Let the array $b$ be constructed as follows: for the $i$-th element of $a$, $b_i$ is the distance to the closest element in $a$ which is not equal to $a_i$. In other words, $b_i = \min \limits_{j \in [1, n], a_j \ne a_i} |i - j|$.
For example, if $a = [1, 1, 2, 3, 3, 3, 3, 1]$, then $b = [2, 1, 1, 1, 2, 2, 1, 1]$.
Calculate the number of different arrays $b$ you can obtain if you consider all possible arrays $a$, and print it modulo $998244353$.
The only line of the input contains two integers $n$ and $k$ ($2 \le n \le 2 \cdot 10^5$; $2 \le k \le \min(n, 10)$).

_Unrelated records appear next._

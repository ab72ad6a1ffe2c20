// SPDX-License-Identifier: BUSL-1.1
// Copyright (c) 2026 Alfred Jean LLC

//! Built-in handlers and periodic tasks, looked up by the names used in the
//! daemon config.

use std::sync::Arc;
use std::time::Duration;

use async_trait::async_trait;
use lull_client::EventMessage;
use lull_core::SuspendSignal;
use parking_lot::Mutex;
use serde_json::Value;
use tokio_util::sync::CancellationToken;
use tracing::{debug, info, warn};

use crate::context::Context;
use crate::dispatch::{EventHandler, PeriodicTask};
use crate::error::EngineError;
use crate::policy::{fullscreen_enable, overview, signal_all, signal_background, signal_invisible};

/// Handler names accepted by [`handler`].
pub const HANDLERS: [&str; 6] =
    ["visibility", "signal_all", "wake_background", "fullscreen", "kill_binding", "fullscreen_notify"];

/// Task names accepted by [`task`].
pub const TASKS: [&str; 2] = ["wake_timer", "battery_pause"];

pub fn handler(name: &str) -> Option<Arc<dyn EventHandler>> {
    let handler: Arc<dyn EventHandler> = match name {
        "visibility" => Arc::new(Visibility::default()),
        "signal_all" => Arc::new(SignalAll),
        "wake_background" => Arc::new(WakeBackground::default()),
        "fullscreen" => Arc::new(Fullscreen),
        "kill_binding" => Arc::new(KillBinding),
        "fullscreen_notify" => Arc::new(FullscreenNotify),
        _ => return None,
    };
    Some(handler)
}

pub fn task(name: &str) -> Option<Arc<dyn PeriodicTask>> {
    let task: Arc<dyn PeriodicTask> = match name {
        "wake_timer" => Arc::new(WakeTimer),
        "battery_pause" => Arc::new(BatteryPause),
        _ => return None,
    };
    Some(task)
}

/// Sleep for `period` unless cancelled first. Returns false on cancel.
async fn pause(period: Duration, cancel: &CancellationToken) -> bool {
    tokio::select! {
        _ = cancel.cancelled() => false,
        _ = tokio::time::sleep(period) => true,
    }
}

/// Wake visible windows after `settle`, then stop the invisible ones after
/// `grace`. A newer event cancels the pending run and starts over.
#[derive(Default)]
pub struct Visibility {
    pending: Mutex<Option<CancellationToken>>,
}

impl Visibility {
    async fn run(ctx: Context, cancel: CancellationToken) -> Result<(), EngineError> {
        if !pause(ctx.timings.settle, &cancel).await {
            return Ok(());
        }
        let (visible, invisible): (Vec<_>, Vec<_>) =
            overview(ctx.ipc.as_ref()).await?.into_iter().partition(|w| w.visible);
        ctx.suspender.apply(&visible, SuspendSignal::Cont, None).await;
        if !pause(ctx.timings.grace, &cancel).await {
            return Ok(());
        }
        ctx.suspender.apply(&invisible, SuspendSignal::Stop, None).await;
        Ok(())
    }
}

#[async_trait]
impl EventHandler for Visibility {
    async fn handle(&self, ctx: &Context, _message: &EventMessage) -> Result<(), EngineError> {
        let token = ctx.shutdown.child_token();
        if let Some(previous) = self.pending.lock().replace(token.clone()) {
            previous.cancel();
        }
        let ctx = ctx.clone();
        tokio::spawn(async move {
            if let Err(e) = Self::run(ctx, token).await {
                warn!(error = %e, "visibility update failed");
            }
        });
        Ok(())
    }
}

pub struct SignalAll;

#[async_trait]
impl EventHandler for SignalAll {
    async fn handle(&self, ctx: &Context, _message: &EventMessage) -> Result<(), EngineError> {
        signal_all(ctx.ipc.as_ref(), &ctx.suspender).await?;
        Ok(())
    }
}

/// Wake background windows for `wake_hold`, e.g. after an output change.
/// The wake runs in the background; a newer event cancels the pending one.
#[derive(Default)]
pub struct WakeBackground {
    pending: Mutex<Option<CancellationToken>>,
}

impl WakeBackground {
    async fn run(ctx: Context, cancel: CancellationToken) -> Result<(), EngineError> {
        let wake =
            signal_background(ctx.ipc.as_ref(), &ctx.suspender, SuspendSignal::Cont, Some(ctx.timings.wake_hold));
        tokio::select! {
            _ = cancel.cancelled() => debug!("background wake superseded"),
            result = wake => result?,
        }
        Ok(())
    }
}

#[async_trait]
impl EventHandler for WakeBackground {
    async fn handle(&self, ctx: &Context, _message: &EventMessage) -> Result<(), EngineError> {
        let token = ctx.shutdown.child_token();
        if let Some(previous) = self.pending.lock().replace(token.clone()) {
            previous.cancel();
        }
        let ctx = ctx.clone();
        tokio::spawn(async move {
            if let Err(e) = Self::run(ctx, token).await {
                warn!(error = %e, "background wake failed");
            }
        });
        Ok(())
    }
}

/// Fullscreen a lone tiled window; otherwise re-evaluate every window.
pub struct Fullscreen;

#[async_trait]
impl EventHandler for Fullscreen {
    async fn handle(&self, ctx: &Context, message: &EventMessage) -> Result<(), EngineError> {
        if !fullscreen_enable(ctx.ipc.as_ref(), &message.change).await? {
            signal_all(ctx.ipc.as_ref(), &ctx.suspender).await?;
        }
        Ok(())
    }
}

/// Binding commands that need the suspender's attention.
///
/// `kill` wakes background windows so the target can handle the close
/// request. `layout toggle tabbed split` changes which windows are shown
/// without a window event, so every window is re-evaluated.
pub struct KillBinding;

/// Binding command that re-evaluates every window.
const LAYOUT_TOGGLE: &str = "layout toggle tabbed split";

#[async_trait]
impl EventHandler for KillBinding {
    async fn handle(&self, ctx: &Context, message: &EventMessage) -> Result<(), EngineError> {
        match message.payload.pointer("/binding/command").and_then(Value::as_str) {
            Some("kill") => {
                signal_background(ctx.ipc.as_ref(), &ctx.suspender, SuspendSignal::Cont, None).await?;
            }
            Some(LAYOUT_TOGGLE) => {
                signal_all(ctx.ipc.as_ref(), &ctx.suspender).await?;
            }
            _ => {}
        }
        Ok(())
    }
}

pub struct FullscreenNotify;

#[async_trait]
impl EventHandler for FullscreenNotify {
    async fn handle(&self, ctx: &Context, message: &EventMessage) -> Result<(), EngineError> {
        let Some(container) = message.payload.get("container") else {
            return Ok(());
        };
        let app_id = container.get("app_id").and_then(Value::as_str).unwrap_or_default();
        let entered = container.get("fullscreen_mode").and_then(Value::as_u64) == Some(1);
        let body = if entered { "Entered fullscreen mode" } else { "Exited fullscreen mode" };
        ctx.notifier.notify(app_id, body).await?;
        Ok(())
    }
}

/// Every `wake_interval`, wake background windows for `wake_hold`.
pub struct WakeTimer;

#[async_trait]
impl PeriodicTask for WakeTimer {
    fn name(&self) -> &str {
        "wake_timer"
    }

    async fn run(&self, ctx: Context, cancel: CancellationToken) -> Result<(), EngineError> {
        while pause(ctx.timings.wake_interval, &cancel).await {
            let wake = signal_background(
                ctx.ipc.as_ref(),
                &ctx.suspender,
                SuspendSignal::Cont,
                Some(ctx.timings.wake_hold),
            );
            tokio::select! {
                _ = cancel.cancelled() => break,
                result = wake => {
                    if let Err(e) = result {
                        warn!(error = %e, "periodic wake failed");
                    }
                }
            }
        }
        Ok(())
    }
}

/// On battery, alternate invisible windows between `seconds_sleep` stopped
/// and `seconds_wakeup` running. Hibernating apps are left alone.
pub struct BatteryPause;

#[async_trait]
impl PeriodicTask for BatteryPause {
    fn name(&self) -> &str {
        "battery_pause"
    }

    async fn run(&self, ctx: Context, cancel: CancellationToken) -> Result<(), EngineError> {
        let mut sleep = true;
        loop {
            match ctx.power.status() {
                Ok(status) if status.on_battery() => {
                    match signal_invisible(ctx.ipc.as_ref(), &ctx.suspender, sleep, true).await {
                        Ok(n) => debug!(sleep, signalled = n, "battery pause"),
                        Err(e) => warn!(error = %e, "battery pause failed"),
                    }
                }
                Ok(_) => {}
                Err(e) => warn!(error = %e, "power status unavailable"),
            }
            let period = if sleep { ctx.timings.seconds_sleep } else { ctx.timings.seconds_wakeup };
            if !pause(period, &cancel).await {
                return Ok(());
            }
            sleep = !sleep;
        }
    }
}

/// Re-read the power supply, switch the battery unit, and stop (on battery)
/// or wake (on AC) invisible windows.
pub async fn refresh_power(ctx: &Context) -> Result<(), EngineError> {
    let status = ctx.power.status()?;
    info!(%status, "power status");
    let on_battery = status.on_battery();
    ctx.power.apply_target(on_battery).await?;
    signal_invisible(ctx.ipc.as_ref(), &ctx.suspender, on_battery, false).await?;
    Ok(())
}

#[cfg(test)]
#[path = "builtin_tests.rs"]
mod tests;
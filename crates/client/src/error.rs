// SPDX-License-Identifier: BUSL-1.1
// Copyright (c) 2026 Alfred Jean LLC

//! Client error taxonomy.

use lull_wire::{ProtocolError, RequestKind};
use thiserror::Error;

/// Errors surfaced by channels, the connection and subscriptions.
#[derive(Debug, Error)]
pub enum ClientError {
    /// No socket path was configured (neither `SWAYSOCK` nor `I3SOCK`).
    #[error("no compositor socket configured (set SWAYSOCK or I3SOCK)")]
    SocketUnavailable,

    /// Transient transport failure: refused, reset, broken pipe, short read.
    #[error("connection fault: {0}")]
    ConnectionFault(#[from] std::io::Error),

    /// Malformed frame or JSON body.
    #[error("protocol decode fault: {0}")]
    ProtocolDecodeFault(ProtocolError),

    /// Consecutive decode faults on a subscription reached the configured limit.
    #[error("gave up after {0} consecutive decode faults")]
    DecodeFaultLimit(u32),

    /// The compositor refused a `SUBSCRIBE`.
    #[error("subscription to {events:?} rejected: {reply}")]
    SubscriptionRejected { events: Vec<String>, reply: serde_json::Value },

    /// Caller asked for an event the protocol does not define.
    #[error("invalid subscription: unknown event {0:?}")]
    InvalidSubscription(String),

    /// A typed request got a reply of the wrong shape.
    #[error("unexpected {kind} reply: {source}")]
    UnexpectedReply {
        kind: RequestKind,
        #[source]
        source: serde_json::Error,
    },

    /// The connection was shut down while the operation was pending.
    #[error("connection closed")]
    Closed,
}

impl ClientError {
    /// Faults that reconnecting can repair.
    pub fn is_recoverable(&self) -> bool {
        matches!(self, ClientError::ConnectionFault(_) | ClientError::ProtocolDecodeFault(_))
    }
}

impl From<ProtocolError> for ClientError {
    fn from(e: ProtocolError) -> Self {
        match e {
            ProtocolError::Io(io) => ClientError::ConnectionFault(io),
            other => ClientError::ProtocolDecodeFault(other),
        }
    }
}
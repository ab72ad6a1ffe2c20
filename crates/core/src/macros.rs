// SPDX-License-Identifier: BUSL-1.1
// Copyright (c) 2026 Alfred Jean LLC

//! Declarative macros shared across the lull crates.
//!
//! - [`simple_display!`]: `Display` impl mapping enum variants to string literals
//! - [`setters!`]: chainable setters for config structs

/// Generate a `Display` impl that maps enum variants to string literals.
///
/// Unit variants match directly; data-carrying variants use `(..)` to ignore fields.
///
/// ```ignore
/// lull_core::simple_display! {
///     PowerStatus {
///         OnAc => "on-ac",
///         OnBattery => "on-battery",
///     }
/// }
/// ```
#[macro_export]
macro_rules! simple_display {
    ($enum:ty { $( $variant:ident $(( $($ignore:tt)* ))? => $str:expr ),+ $(,)? }) => {
        impl std::fmt::Display for $enum {
            fn fmt(&self, f: &mut std::fmt::Formatter<'_>) -> std::fmt::Result {
                f.write_str(match self {
                    $( Self::$variant $(( $($ignore)* ))? => $str, )+
                })
            }
        }
    };
}

/// Generate chainable setter methods inside an existing `impl` block.
///
/// - `into { field: Type }`: setter takes `impl Into<Type>`
/// - `set { field: Type }`: setter takes `Type` directly
/// - `option { field: Type }`: field is `Option<Type>`, setter wraps in `Some`
///
/// ```ignore
/// impl ChannelConfig {
///     lull_core::setters! {
///         set { backoff: Duration }
///         option { request_timeout: Duration }
///     }
/// }
/// ```
#[macro_export]
macro_rules! setters {
    (
        $(into {
            $( $into_field:ident : $into_ty:ty ),* $(,)?
        })?
        $(set {
            $( $set_field:ident : $set_ty:ty ),* $(,)?
        })?
        $(option {
            $( $opt_field:ident : $opt_ty:ty ),* $(,)?
        })?
    ) => {
        $($(
            pub fn $into_field(mut self, v: impl Into<$into_ty>) -> Self {
                self.$into_field = v.into();
                self
            }
        )*)?

        $($(
            pub fn $set_field(mut self, v: $set_ty) -> Self {
                self.$set_field = v;
                self
            }
        )*)?

        $($(
            pub fn $opt_field(mut self, v: impl Into<$opt_ty>) -> Self {
                self.$opt_field = Some(v.into());
                self
            }
        )*)?
    };
}
// SPDX-License-Identifier: BUSL-1.1
// Copyright (c) 2026 Alfred Jean LLC

//! Event subscription stream.
//!
//! The stream survives connection loss and garbled frames by reconnecting
//! and re-sending `SUBSCRIBE`. Events in flight during a reconnect are lost,
//! and the compositor may replay state (e.g. a `workspace`/`init`) after a
//! resubscribe, so handlers must tolerate duplicates.

use std::sync::Arc;

use lull_core::SubscribeAck;
use lull_wire::{EventKind, RequestKind};
use serde_json::Value;
use tokio_util::sync::CancellationToken;
use tracing::{debug, info, warn};

use crate::channel::Channel;
use crate::error::ClientError;

/// `change` reported for payloads that carry none.
pub const DEFAULT_CHANGE: &str = "run";

/// One delivered event.
#[derive(Debug, Clone, PartialEq)]
pub struct EventMessage {
    pub event: EventKind,
    pub change: String,
    pub payload: Value,
}

impl EventMessage {
    pub fn new(event: EventKind, payload: Value) -> Self {
        let change = payload
            .get("change")
            .and_then(Value::as_str)
            .unwrap_or(DEFAULT_CHANGE)
            .to_string();
        Self { event, change, payload }
    }
}

pub struct Subscription {
    channel: Arc<Channel>,
    events: Vec<EventKind>,
    max_decode_faults: Option<u32>,
    decode_faults: u32,
    /// Set when [`Subscription::recv`] closed the channel on cancel.
    cancelled: bool,
}

impl Subscription {
    pub(crate) async fn open(
        channel: Arc<Channel>,
        events: Vec<EventKind>,
        max_decode_faults: Option<u32>,
    ) -> Result<Self, ClientError> {
        let subscription = Self { channel, events, max_decode_faults, decode_faults: 0, cancelled: false };
        subscription.send_subscribe().await?;
        info!(events = ?subscription.names(), "subscribed");
        Ok(subscription)
    }

    pub fn events(&self) -> &[EventKind] {
        &self.events
    }

    fn names(&self) -> Vec<&'static str> {
        self.events.iter().map(|kind| kind.name()).collect()
    }

    async fn send_subscribe(&self) -> Result<(), ClientError> {
        let names = self.names();
        let body = serde_json::json!(names).to_string();
        let reply = self.channel.send_receive(RequestKind::Subscribe, body.as_bytes()).await?;
        let ack: SubscribeAck = serde_json::from_value(reply.clone())
            .map_err(|source| ClientError::UnexpectedReply { kind: RequestKind::Subscribe, source })?;
        if !ack.success {
            return Err(ClientError::SubscriptionRejected {
                events: names.into_iter().map(String::from).collect(),
                reply,
            });
        }
        Ok(())
    }

    /// Wait for the next event, repairing the stream as needed. After a
    /// cancelled [`Subscription::recv`] the stream resubscribes first.
    pub async fn next(&mut self) -> Result<EventMessage, ClientError> {
        if self.cancelled {
            self.send_subscribe().await?;
            self.cancelled = false;
            debug!("subscription resumed");
        }
        loop {
            match self.channel.receive_event().await {
                Ok((EventKind::Error, _)) => {
                    self.decode_faults += 1;
                    if let Some(limit) = self.max_decode_faults {
                        if self.decode_faults >= limit {
                            warn!(faults = self.decode_faults, "too many undecodable events");
                            return Err(ClientError::DecodeFaultLimit(self.decode_faults));
                        }
                    }
                    debug!(faults = self.decode_faults, "undecodable event, resubscribing");
                    self.send_subscribe().await?;
                }
                Ok((event, payload)) => {
                    self.decode_faults = 0;
                    return Ok(EventMessage::new(event, payload));
                }
                Err(ClientError::ConnectionFault(e)) => {
                    let reason = format!("event stream: {e}");
                    self.channel.reconnect(&reason).await?;
                    self.send_subscribe().await?;
                }
                Err(e) => return Err(e),
            }
        }
    }

    /// Like [`Subscription::next`], but ends with `Ok(None)` when `cancel`
    /// fires. The subscription channel is closed on the way out; the next
    /// call reopens it and resubscribes.
    pub async fn recv(&mut self, cancel: &CancellationToken) -> Result<Option<EventMessage>, ClientError> {
        let outcome = tokio::select! {
            _ = cancel.cancelled() => None,
            result = self.next() => Some(result),
        };
        match outcome {
            Some(result) => result.map(Some),
            None => {
                self.cancelled = true;
                self.channel.close().await;
                debug!("subscription cancelled");
                Ok(None)
            }
        }
    }
}

#[cfg(test)]
#[path = "subscription_tests.rs"]
mod tests;
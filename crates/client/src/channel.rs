// SPDX-License-Identifier: BUSL-1.1
// Copyright (c) 2026 Alfred Jean LLC

//! A single physical connection to the compositor.
//!
//! The protocol has no request ids, so a reply can only be matched to its
//! request by order. Every operation therefore runs under the channel's mutex:
//! concurrent callers queue up instead of interleaving frames.
//!
//! Lifetime: Disconnected → Connected → (fault) Disconnected → Connected …
//! Reconnection never gives up; only [`Channel::shutdown`] ends it.

use std::future::Future;
use std::sync::atomic::{AtomicU64, Ordering};
use std::sync::Arc;
use std::time::Duration;

use lull_wire::{read_frame, write_frame, EventKind, RawFrame, RequestKind};
use serde_json::Value;
use tokio::io::AsyncWriteExt;
use tokio::sync::Mutex;
use tokio_util::sync::CancellationToken;
use tracing::{debug, info, trace, warn};

use crate::connector::{BoxedStream, Connector};
use crate::error::ClientError;

/// Per-channel tuning.
#[derive(Debug, Clone, PartialEq, Eq)]
pub struct ChannelConfig {
    /// Fixed delay before each reconnect attempt.
    pub backoff: Duration,
    /// Upper bound on one request/reply exchange. `None` waits forever.
    pub request_timeout: Option<Duration>,
}

impl Default for ChannelConfig {
    fn default() -> Self {
        Self { backoff: Duration::from_secs(1), request_timeout: None }
    }
}

impl ChannelConfig {
    lull_core::setters! {
        set { backoff: Duration }
        option { request_timeout: Duration }
    }
}

type Slot = Option<BoxedStream>;

/// One socket connection with send, receive and self-repair.
pub struct Channel {
    name: String,
    connector: Arc<dyn Connector>,
    config: ChannelConfig,
    stream: Mutex<Slot>,
    shutdown: CancellationToken,
    backoffs: AtomicU64,
}

impl std::fmt::Debug for Channel {
    fn fmt(&self, f: &mut std::fmt::Formatter<'_>) -> std::fmt::Result {
        f.debug_struct("Channel")
            .field("name", &self.name)
            .field("target", &self.connector.describe())
            .finish_non_exhaustive()
    }
}

impl Channel {
    pub fn new(
        name: impl Into<String>,
        connector: Arc<dyn Connector>,
        config: ChannelConfig,
        shutdown: CancellationToken,
    ) -> Self {
        Self {
            name: name.into(),
            connector,
            config,
            stream: Mutex::new(None),
            shutdown,
            backoffs: AtomicU64::new(0),
        }
    }

    pub fn name(&self) -> &str {
        &self.name
    }

    /// Number of backoff sleeps taken so far.
    pub fn backoff_count(&self) -> u64 {
        self.backoffs.load(Ordering::Relaxed)
    }

    /// Open the connection if it is not open yet, retrying until it is.
    pub async fn connect(&self) -> Result<(), ClientError> {
        self.guarded(async {
            let mut slot = self.stream.lock().await;
            self.ensure_connected(&mut slot).await.map(|_| ())
        })
        .await
    }

    /// Write one frame. A transport failure gets one reconnect and one retry.
    pub async fn send(&self, kind: RequestKind, body: &[u8]) -> Result<(), ClientError> {
        self.guarded(async {
            let mut slot = self.stream.lock().await;
            self.send_locked(&mut slot, kind, body).await
        })
        .await
    }

    /// Read one frame and decode it as an event.
    ///
    /// A malformed frame does not propagate: the channel reconnects and
    /// returns `(EventKind::Error, {})`, meaning "nothing to deliver, listen
    /// again". Transport failures propagate as [`ClientError::ConnectionFault`].
    pub async fn receive_event(&self) -> Result<(EventKind, Value), ClientError> {
        self.guarded(async {
            let mut slot = self.stream.lock().await;
            self.receive_event_locked(&mut slot).await
        })
        .await
    }

    /// Drop the current stream (if any), wait out the backoff, and reopen.
    pub async fn reconnect(&self, reason: &str) -> Result<(), ClientError> {
        self.guarded(async {
            let mut slot = self.stream.lock().await;
            self.reconnect_locked(&mut slot, reason).await
        })
        .await
    }

    /// Send a request and wait for its reply, as one exclusive operation.
    ///
    /// Transport and decode faults reconnect and retry the whole exchange,
    /// indefinitely.
    pub async fn send_receive(&self, kind: RequestKind, body: &[u8]) -> Result<Value, ClientError> {
        self.guarded(async {
            let mut slot = self.stream.lock().await;
            loop {
                let result = match self.config.request_timeout {
                    Some(limit) => {
                        match tokio::time::timeout(limit, self.exchange(&mut slot, kind, body)).await {
                            Ok(result) => result,
                            Err(_) => Err(ClientError::ConnectionFault(std::io::Error::new(
                                std::io::ErrorKind::TimedOut,
                                format!("{kind} reply not received within {limit:?}"),
                            ))),
                        }
                    }
                    None => self.exchange(&mut slot, kind, body).await,
                };
                match result {
                    Ok(value) => return Ok(value),
                    Err(e) if e.is_recoverable() => {
                        let reason = format!("{kind} failed: {e}");
                        self.reconnect_locked(&mut slot, &reason).await?;
                    }
                    Err(e) => return Err(e),
                }
            }
        })
        .await
    }

    /// Close the stream. No-op when already closed; the channel stays usable
    /// and reconnects on next use.
    pub async fn close(&self) {
        let mut slot = self.stream.lock().await;
        if let Some(mut stream) = slot.take() {
            if let Err(e) = stream.shutdown().await {
                trace!(channel = %self.name, error = %e, "shutdown on close failed");
            }
            debug!(channel = %self.name, "closed");
        }
    }

    /// Cancel pending operations and close for good.
    pub async fn shutdown(&self) {
        self.shutdown.cancel();
        self.close().await;
    }

    /// Race an operation against shutdown so a blocked read or a backoff
    /// sleep ends (and releases the stream lock) as soon as shutdown fires.
    async fn guarded<T>(&self, op: impl Future<Output = Result<T, ClientError>>) -> Result<T, ClientError> {
        if self.shutdown.is_cancelled() {
            return Err(ClientError::Closed);
        }
        tokio::select! {
            biased;
            _ = self.shutdown.cancelled() => Err(ClientError::Closed),
            result = op => result,
        }
    }

    async fn exchange(&self, slot: &mut Slot, kind: RequestKind, body: &[u8]) -> Result<Value, ClientError> {
        self.write_once(slot, kind, body).await?;
        let frame = self.read_reply(slot).await?;
        frame.json().map_err(ClientError::ProtocolDecodeFault)
    }

    async fn ensure_connected<'a>(&self, slot: &'a mut Slot) -> Result<&'a mut BoxedStream, ClientError> {
        if slot.is_none() {
            let stream = match self.connector.connect().await {
                Ok(stream) => stream,
                Err(e) => {
                    warn!(channel = %self.name, socket = %self.connector.describe(), error = %e, "connect failed");
                    self.retry_connect().await
                }
            };
            debug!(channel = %self.name, "connected");
            *slot = Some(stream);
        }
        slot.as_mut().ok_or(ClientError::Closed)
    }

    async fn retry_connect(&self) -> BoxedStream {
        let mut attempt: u64 = 0;
        loop {
            attempt += 1;
            self.backoffs.fetch_add(1, Ordering::Relaxed);
            tokio::time::sleep(self.config.backoff).await;
            match self.connector.connect().await {
                Ok(stream) => {
                    info!(channel = %self.name, attempt, "reconnected");
                    return stream;
                }
                Err(e) => {
                    warn!(channel = %self.name, attempt, error = %e, "reconnect failed, retrying");
                }
            }
        }
    }

    async fn reconnect_locked(&self, slot: &mut Slot, reason: &str) -> Result<(), ClientError> {
        warn!(channel = %self.name, reason, "socket error, reconnecting");
        if let Some(mut stream) = slot.take() {
            if let Err(e) = stream.shutdown().await {
                trace!(channel = %self.name, error = %e, "shutdown before reconnect failed");
            }
        }
        *slot = Some(self.retry_connect().await);
        Ok(())
    }

    async fn write_once(&self, slot: &mut Slot, kind: RequestKind, body: &[u8]) -> Result<(), ClientError> {
        let stream = self.ensure_connected(slot).await?;
        trace!(channel = %self.name, %kind, len = body.len(), "send");
        write_frame(stream, kind, body).await.map_err(ClientError::ConnectionFault)
    }

    async fn send_locked(&self, slot: &mut Slot, kind: RequestKind, body: &[u8]) -> Result<(), ClientError> {
        match self.write_once(slot, kind, body).await {
            Err(ClientError::ConnectionFault(e)) => {
                let reason = format!("send {kind} failed: {e}");
                self.reconnect_locked(slot, &reason).await?;
                self.write_once(slot, kind, body).await
            }
            other => other,
        }
    }

    async fn read_once(&self, slot: &mut Slot) -> Result<RawFrame, ClientError> {
        let stream = self.ensure_connected(slot).await?;
        Ok(read_frame(stream).await?)
    }

    /// Read until a non-event frame arrives. Events can only show up here on
    /// the subscription channel, ahead of a `SUBSCRIBE` acknowledgment.
    async fn read_reply(&self, slot: &mut Slot) -> Result<RawFrame, ClientError> {
        loop {
            let frame = self.read_once(slot).await?;
            if !frame.header.is_event() {
                return Ok(frame);
            }
            trace!(channel = %self.name, code = frame.header.code, "skipping event while awaiting reply");
        }
    }

    async fn receive_event_locked(&self, slot: &mut Slot) -> Result<(EventKind, Value), ClientError> {
        let decoded = match self.read_once(slot).await {
            Ok(frame) => frame
                .json()
                .map(|payload| (EventKind::from_code(frame.header.code), payload))
                .map_err(ClientError::ProtocolDecodeFault),
            Err(e) => Err(e),
        };
        match decoded {
            Ok(event) => Ok(event),
            Err(ClientError::ProtocolDecodeFault(e)) => {
                let reason = format!("undecodable event: {e}");
                self.reconnect_locked(slot, &reason).await?;
                Ok((EventKind::Error, Value::Object(serde_json::Map::new())))
            }
            Err(e) => Err(e),
        }
    }
}

#[cfg(test)]
#[path = "channel_tests.rs"]
mod tests;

Print one integer — the number of different arrays $b$ you can obtain, taken modulo $998244353$.
Input
The only line of the input contains two integers $n$ and $k$ ($2 \le n \le 2 \cdot 10^5$; $2 \le k \le \min(n, 10)$).
Output
Print one integer — the number of different arrays $b$ you can obtain, taken modulo $998244353$.
2 2
4 3
6 2
6 5
133 7
1
3
20
3
336975971